Integrated simulation and testing: A better approach to product development
This blog article is co-authored by Tim Yerby and Rajesh Selvaraj Ramaya.
This is the third blog in our Machine Builders’ series. Find the first one here and the second one here.
A quick recap of simulation for machine builders
Machine builders will be the first to tell you they have multiple needs – the need to reduce costs, the need to improve design speed, the need to stay ahead of the competition and more. To meet all these needs, machine builders must embrace a change mindset and open themselves up to the possibility of technological innovation, starting with next-generation simulation.
Most machine builders already use some form of basic simulation to test and prototype their products in a risk-free virtual environment before they produce a physical copy. It makes it easy to understand how attributes like heat, durability, vibrations and other characteristics will impact a machine’s performance, which then feeds machine and sub-component design updates, configurations and product variants.

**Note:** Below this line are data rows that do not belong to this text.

use clap::{Parser, ValueEnum};
use shared::Complex;

use crate::config::{
    RenderConfig, DEFAULT_BLOCK_SIZE, DEFAULT_CENTER, DEFAULT_DELTA, DEFAULT_HEIGHT,
    DEFAULT_MAX_ITER, DEFAULT_WIDTH, DEFAULT_ZOOM,
};
use crate::error::ConfigError;
use crate::palette::Palette;

#[derive(Debug, Clone, Copy, PartialEq, Eq, ValueEnum)]
pub enum BackendKind {
    Cpu,
    /// Needs the `gpu` cargo feature.
    Gpu,
}

/// Render the Mandelbrot set as ANSI 256-colour text.
#[derive(Debug, Parser)]
#[command(version, about)]
pub struct Args {
    /// Columns
    #[arg(short = 'W', long, default_value_t = DEFAULT_WIDTH)]
    pub width: u32,

    /// Rows
    #[arg(short = 'H', long, default_value_t = DEFAULT_HEIGHT)]
    pub height: u32,

    /// Zoom divisor, must be non-zero
    #[arg(short, long, default_value_t = DEFAULT_ZOOM, allow_negative_numbers = true)]
    pub zoom: i32,

    /// Horizontal pan in pixels
    #[arg(long, default_value_t = DEFAULT_DELTA, allow_negative_numbers = true)]
    pub delta_x: i32,

    /// Vertical pan in pixels
    #[arg(long, default_value_t = DEFAULT_DELTA, allow_negative_numbers = true)]
    pub delta_y: i32,

    /// Real part of the viewport centre
    #[arg(long, default_value_t = DEFAULT_CENTER.re, allow_negative_numbers = true)]
    pub center_re: f64,

    /// Imaginary part of the viewport centre
    #[arg(long, default_value_t = DEFAULT_CENTER.im, allow_negative_numbers = true)]
    pub center_im: f64,

    /// Iteration limit
    #[arg(short, long, default_value_t = DEFAULT_MAX_ITER)]
    pub max_iter: u32,

    /// Pixels per parallel block
    #[arg(short, long, default_value_t = DEFAULT_BLOCK_SIZE)]
    pub block_size: u32,

    /// Comma separated colour bytes (decimal or 0x hex), at least 8
    #[arg(long, value_parser = parse_palette, conflicts_with = "full_colours")]
    pub palette: Option<Palette>,

    /// Use every colour of the 256-colour table
    #[arg(long)]
    pub full_colours: bool,

    #[arg(long, value_enum, default_value_t = BackendKind::Cpu)]
    pub backend: BackendKind,

    /// Worker threads for the cpu backend
    #[arg(short = 'j', long)]
    pub threads: Option<usize>,
}

fn parse_palette(s: &str) -> Result<Palette, ConfigError> {
    s.parse()
}

impl Args {
    pub fn to_config(&self) -> Result<RenderConfig, ConfigError> {
        let mut builder = RenderConfig::builder()
            .width(self.width)
            .height(self.height)
            .zoom(self.zoom)
            .delta_x(self.delta_x)
            .delta_y(self.delta_y)
            .center(Complex::new(self.center_re, self.center_im))
            .max_iter(self.max_iter)
            .block_size(self.block_size);

        if let Some(palette) = &self.palette {
            builder = builder.palette(palette.clone());
        } else if self.full_colours {
            builder = builder.full_colours();
        }

        builder.build()
    }
}

#[cfg(test)]
mod tests {
    use super::*;
    use test_log::test;

    fn parse(args: &[&str]) -> Result<Args, clap::Error> {
        Args::try_parse_from(std::iter::once("mandelbrot").chain(args.iter().copied()))
    }

    #[test]
    fn defaults_match_the_config_defaults() {
        let args = parse(&[]).unwrap();
        assert_eq!(args.backend, BackendKind::Cpu);
        assert_eq!(args.threads, None);
        assert_eq!(args.to_config().unwrap(), RenderConfig::default());
    }

    #[test]
    fn flags_reach_the_config() {
        let args = parse(&[
            "-W", "80", "-H", "24", "-z", "4", "--delta-x", "-3", "--delta-y", "2",
            "--center-re", "-0.75", "--center-im", "0.1", "-m", "500", "-b", "64",
            "--palette", "16,17,18,19,20,21,22,0x17",
        ])
        .unwrap();
        let config = args.to_config().unwrap();

        assert_eq!((config.width(), config.height()), (80, 24));
        assert_eq!(config.viewport().zoom, 4);
        assert_eq!(config.viewport().delta_x, -3);
        assert_eq!(config.viewport().delta_y, 2);
        assert_eq!(config.viewport().center, Complex::new(-0.75, 0.1));
        assert_eq!(config.max_iter(), 500);
        assert_eq!(config.block_size(), 64);
        assert_eq!(config.palette().colours(), &[16, 17, 18, 19, 20, 21, 22, 23]);
    }

    #[test]
    fn full_colours_flag() {
        let config = parse(&["--full-colours"]).unwrap().to_config().unwrap();
        assert_eq!(config.palette().len(), 256);
    }

    #[test]
    fn invalid_input_is_rejected() {
        assert!(parse(&["--palette", "1,2,3"]).is_err());
        assert!(parse(&["--palette", "1,2,3,4,5,6,7,8", "--full-colours"]).is_err());
        assert_eq!(
            parse(&["-z", "0"]).unwrap().to_config(),
            Err(ConfigError::ZeroZoom)
        );
        assert_eq!(
            parse(&["-W", "0"]).unwrap().to_config(),
            Err(ConfigError::ZeroWidth)
        );
    }
}
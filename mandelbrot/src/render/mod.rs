//! Frame orchestration: turns a [`RenderConfig`] into a buffer of iteration
//! counts by dispatching the escape-time kernel over every pixel.

use std::time::Instant;

use log::{debug, info};
use shared::Params;

use crate::config::RenderConfig;
use crate::error::RenderError;

mod cpu;
#[cfg(feature = "gpu")]
mod gpu;

pub use cpu::CpuBackend;
#[cfg(feature = "gpu")]
pub use gpu::GpuBackend;

/// Something that can run the kernel over a whole frame.
///
/// `dispatch` must write every slot of `out` exactly once and must not
/// return before all of them are written.
pub trait Backend {
    fn name(&self) -> &'static str;

    fn dispatch(&mut self, params: &Params, block_size: u32, out: &mut [u32])
        -> Result<(), RenderError>;
}

/// Iteration counts for one frame, row-major.
#[derive(Debug, Clone, Default, PartialEq, Eq)]
pub struct PixelBuffer {
    width: u32,
    height: u32,
    counts: Vec<u32>,
}

impl PixelBuffer {
    #[cfg(test)]
    pub(crate) fn from_counts(width: u32, height: u32, counts: Vec<u32>) -> Self {
        assert_eq!(counts.len(), width as usize * height as usize);
        Self {
            width,
            height,
            counts,
        }
    }

    pub fn width(&self) -> u32 {
        self.width
    }

    pub fn height(&self) -> u32 {
        self.height
    }

    pub fn counts(&self) -> &[u32] {
        &self.counts
    }

    pub fn rows(&self) -> impl Iterator<Item = &[u32]> {
        // `max(1)` keeps `chunks` happy for the empty default buffer.
        self.counts.chunks(self.width.max(1) as usize)
    }

    pub fn get(&self, x: u32, y: u32) -> Option<u32> {
        if x >= self.width || y >= self.height {
            return None;
        }
        self.counts.get((y * self.width + x) as usize).copied()
    }

    /// Resizes for a `width * height` frame. A changed pixel count drops the
    /// old allocation entirely so nothing from the previous frame survives.
    fn reshape(&mut self, width: u32, height: u32) -> Result<(), RenderError> {
        let pixels = width as usize * height as usize;
        if pixels != self.counts.len() {
            debug!(
                "reallocating pixel buffer: {} -> {} pixels",
                self.counts.len(),
                pixels
            );
            let mut counts = Vec::new();
            counts
                .try_reserve_exact(pixels)
                .map_err(|_| RenderError::OutOfMemory {
                    pixels: pixels as u64,
                })?;
            counts.resize(pixels, 0);
            self.counts = counts;
        }
        self.width = width;
        self.height = height;
        Ok(())
    }
}

/// Owns a backend and the buffer it renders into. The buffer is reused
/// across frames of the same size.
pub struct Renderer {
    backend: Box<dyn Backend>,
    buffer: PixelBuffer,
}

impl Renderer {
    pub fn new(backend: Box<dyn Backend>) -> Self {
        Self {
            backend,
            buffer: PixelBuffer::default(),
        }
    }

    pub fn backend_name(&self) -> &'static str {
        self.backend.name()
    }

    /// Renders one frame and blocks until every pixel is computed.
    ///
    /// On error the buffer contents are unspecified; render again with a
    /// smaller frame.
    pub fn render(&mut self, config: &RenderConfig) -> Result<&PixelBuffer, RenderError> {
        let params = config.params();
        debug!(
            "rendering {}x{} on {}: begin={:?} span={:?} max_iter={}",
            params.width,
            params.height,
            self.backend.name(),
            params.begin,
            params.span,
            params.max_iter
        );

        self.buffer.reshape(config.width(), config.height())?;

        let start = Instant::now();
        self.backend
            .dispatch(&params, config.block_size(), &mut self.buffer.counts)?;

        let interior = self
            .buffer
            .counts
            .iter()
            .filter(|&&count| count >= params.max_iter)
            .count();
        info!(
            "rendered {} pixels in {:?} ({} interior)",
            params.pixels,
            start.elapsed(),
            interior
        );

        Ok(&self.buffer)
    }

    pub fn into_buffer(self) -> PixelBuffer {
        self.buffer
    }
}

/// Renders `config` on a fresh CPU renderer and hands back the buffer.
pub fn render_frame(config: &RenderConfig) -> Result<PixelBuffer, RenderError> {
    let mut renderer = Renderer::new(Box::new(CpuBackend::new(None)?));
    renderer.render(config)?;
    Ok(renderer.into_buffer())
}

In short, basic simulation provides immense value by promoting design flexibility while keeping costs low and accelerating the change process. But if this is what basic simulation can do, what does next-generation simulation look like? Let’s take a look.
Integrated simulation and testing explained
The future of simulation can be summarized in one word: Integration. Integrated simulation and testing is an approach that combines virtual testing data with physical testing data to optimize machine performance and design.
What sets integrated simulation and testing apart from basic simulation is that it uses a more precise model of machine attributes and performance predictions, helping businesses make faster, more strategic design and manufacturing decisions.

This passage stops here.